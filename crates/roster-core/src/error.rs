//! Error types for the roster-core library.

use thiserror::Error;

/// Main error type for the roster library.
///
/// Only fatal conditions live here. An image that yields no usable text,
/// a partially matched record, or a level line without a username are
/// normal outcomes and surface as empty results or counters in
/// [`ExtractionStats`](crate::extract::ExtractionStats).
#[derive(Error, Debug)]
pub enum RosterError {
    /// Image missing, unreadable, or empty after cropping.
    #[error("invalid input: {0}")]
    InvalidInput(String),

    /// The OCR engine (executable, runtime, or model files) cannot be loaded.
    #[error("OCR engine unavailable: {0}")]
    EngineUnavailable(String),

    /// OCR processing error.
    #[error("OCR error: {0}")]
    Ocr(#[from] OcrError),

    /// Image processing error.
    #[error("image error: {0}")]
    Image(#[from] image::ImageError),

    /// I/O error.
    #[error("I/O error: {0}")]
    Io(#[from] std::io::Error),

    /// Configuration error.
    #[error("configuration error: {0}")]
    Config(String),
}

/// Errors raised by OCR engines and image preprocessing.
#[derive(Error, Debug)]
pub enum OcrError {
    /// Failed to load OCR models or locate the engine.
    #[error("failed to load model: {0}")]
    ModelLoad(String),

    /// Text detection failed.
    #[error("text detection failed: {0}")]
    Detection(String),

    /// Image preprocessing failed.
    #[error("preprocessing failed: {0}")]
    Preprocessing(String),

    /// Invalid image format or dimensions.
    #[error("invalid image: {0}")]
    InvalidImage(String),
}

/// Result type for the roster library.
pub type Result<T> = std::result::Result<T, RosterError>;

*-*-*

AIM OF THE TASK: Look over the records above and filter for each line with the word "from".

ANSWER SECTION:
    Ocr(#[from] OcrError),
    Image(#[from] image::ImageError),
    Io(#[from] std::io::Error),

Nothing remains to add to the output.